__TASK INSTRUCTIONS__:
Within the material below, count each line holding the string "MonteCarloSummary" and return the total alone.
━━━ MATERIAL SUPPLIED ━━━
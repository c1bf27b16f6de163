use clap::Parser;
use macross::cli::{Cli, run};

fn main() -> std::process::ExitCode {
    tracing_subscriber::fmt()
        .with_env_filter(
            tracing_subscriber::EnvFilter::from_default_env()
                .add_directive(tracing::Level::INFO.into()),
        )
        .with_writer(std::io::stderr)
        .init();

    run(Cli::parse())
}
━━━
━━━ MATERIAL SUPPLIED ━━━
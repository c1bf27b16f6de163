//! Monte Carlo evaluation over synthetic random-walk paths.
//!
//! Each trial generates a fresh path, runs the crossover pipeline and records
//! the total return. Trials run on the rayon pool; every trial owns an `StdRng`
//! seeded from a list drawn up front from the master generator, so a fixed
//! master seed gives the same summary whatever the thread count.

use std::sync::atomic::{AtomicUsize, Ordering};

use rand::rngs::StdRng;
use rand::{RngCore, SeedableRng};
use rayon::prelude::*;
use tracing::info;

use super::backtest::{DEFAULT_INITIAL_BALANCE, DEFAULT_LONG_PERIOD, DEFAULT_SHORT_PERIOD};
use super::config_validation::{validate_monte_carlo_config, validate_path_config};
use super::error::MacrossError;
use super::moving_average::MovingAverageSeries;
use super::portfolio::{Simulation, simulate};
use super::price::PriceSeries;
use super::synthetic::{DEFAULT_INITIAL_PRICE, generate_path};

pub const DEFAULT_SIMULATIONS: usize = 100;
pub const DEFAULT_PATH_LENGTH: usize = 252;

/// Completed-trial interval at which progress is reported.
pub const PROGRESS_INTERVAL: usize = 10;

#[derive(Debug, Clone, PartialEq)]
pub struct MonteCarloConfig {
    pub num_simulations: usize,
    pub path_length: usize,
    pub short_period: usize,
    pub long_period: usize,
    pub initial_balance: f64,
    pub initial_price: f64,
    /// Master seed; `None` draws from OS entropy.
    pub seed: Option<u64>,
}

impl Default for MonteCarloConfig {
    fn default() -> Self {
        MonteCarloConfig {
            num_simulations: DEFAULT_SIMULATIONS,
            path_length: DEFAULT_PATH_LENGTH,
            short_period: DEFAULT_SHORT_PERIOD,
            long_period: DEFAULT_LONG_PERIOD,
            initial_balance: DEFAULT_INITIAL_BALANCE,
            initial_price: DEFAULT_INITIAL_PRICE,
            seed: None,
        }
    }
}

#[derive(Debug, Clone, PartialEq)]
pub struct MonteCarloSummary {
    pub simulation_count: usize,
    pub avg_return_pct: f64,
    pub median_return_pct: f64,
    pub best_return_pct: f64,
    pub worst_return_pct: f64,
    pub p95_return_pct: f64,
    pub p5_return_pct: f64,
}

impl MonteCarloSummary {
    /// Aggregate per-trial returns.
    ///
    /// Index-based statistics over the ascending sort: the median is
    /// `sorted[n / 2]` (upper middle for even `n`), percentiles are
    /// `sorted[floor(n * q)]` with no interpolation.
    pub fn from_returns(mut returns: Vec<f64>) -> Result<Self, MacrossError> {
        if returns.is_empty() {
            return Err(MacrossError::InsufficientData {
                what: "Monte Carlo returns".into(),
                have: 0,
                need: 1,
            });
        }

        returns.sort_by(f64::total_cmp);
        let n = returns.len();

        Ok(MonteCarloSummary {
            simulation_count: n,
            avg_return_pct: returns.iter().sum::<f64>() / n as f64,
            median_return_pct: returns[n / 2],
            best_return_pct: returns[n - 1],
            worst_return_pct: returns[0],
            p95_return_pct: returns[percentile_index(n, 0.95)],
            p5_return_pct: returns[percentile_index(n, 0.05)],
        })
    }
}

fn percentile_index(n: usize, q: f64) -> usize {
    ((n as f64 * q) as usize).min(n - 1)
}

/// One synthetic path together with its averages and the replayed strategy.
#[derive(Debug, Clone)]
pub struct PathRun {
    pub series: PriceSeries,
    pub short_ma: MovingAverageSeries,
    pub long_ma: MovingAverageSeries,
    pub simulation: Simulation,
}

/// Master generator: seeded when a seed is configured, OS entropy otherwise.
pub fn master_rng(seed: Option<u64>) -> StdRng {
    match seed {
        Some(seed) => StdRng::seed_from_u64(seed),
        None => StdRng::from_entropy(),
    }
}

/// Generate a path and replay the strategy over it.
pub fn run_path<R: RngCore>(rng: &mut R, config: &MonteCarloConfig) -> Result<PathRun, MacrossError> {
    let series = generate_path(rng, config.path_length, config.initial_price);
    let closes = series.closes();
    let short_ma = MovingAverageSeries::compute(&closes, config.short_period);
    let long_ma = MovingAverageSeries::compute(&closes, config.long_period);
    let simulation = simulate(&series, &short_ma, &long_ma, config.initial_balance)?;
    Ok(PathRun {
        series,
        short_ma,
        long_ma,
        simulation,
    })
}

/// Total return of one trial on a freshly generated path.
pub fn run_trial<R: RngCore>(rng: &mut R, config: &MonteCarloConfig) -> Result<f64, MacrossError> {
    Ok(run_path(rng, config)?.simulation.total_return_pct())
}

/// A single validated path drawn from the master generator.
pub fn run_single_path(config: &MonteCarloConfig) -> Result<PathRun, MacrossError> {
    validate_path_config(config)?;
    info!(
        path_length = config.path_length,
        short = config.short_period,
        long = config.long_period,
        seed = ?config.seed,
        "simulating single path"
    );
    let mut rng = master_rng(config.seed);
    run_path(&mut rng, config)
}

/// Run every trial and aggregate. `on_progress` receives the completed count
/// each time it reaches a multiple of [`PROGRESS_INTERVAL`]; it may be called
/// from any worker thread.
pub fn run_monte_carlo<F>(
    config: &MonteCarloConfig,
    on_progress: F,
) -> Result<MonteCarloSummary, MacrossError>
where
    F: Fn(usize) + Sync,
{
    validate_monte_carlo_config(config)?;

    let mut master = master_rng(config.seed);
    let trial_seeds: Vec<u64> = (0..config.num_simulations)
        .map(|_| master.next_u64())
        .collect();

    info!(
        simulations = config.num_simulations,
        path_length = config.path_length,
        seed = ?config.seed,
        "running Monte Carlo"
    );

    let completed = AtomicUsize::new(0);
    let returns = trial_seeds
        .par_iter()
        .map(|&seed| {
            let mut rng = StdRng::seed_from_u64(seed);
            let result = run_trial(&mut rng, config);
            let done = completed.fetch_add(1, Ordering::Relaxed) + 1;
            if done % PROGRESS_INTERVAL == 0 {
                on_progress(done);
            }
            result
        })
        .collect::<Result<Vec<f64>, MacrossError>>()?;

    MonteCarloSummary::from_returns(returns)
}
━━━
__TASK RESULT__:
5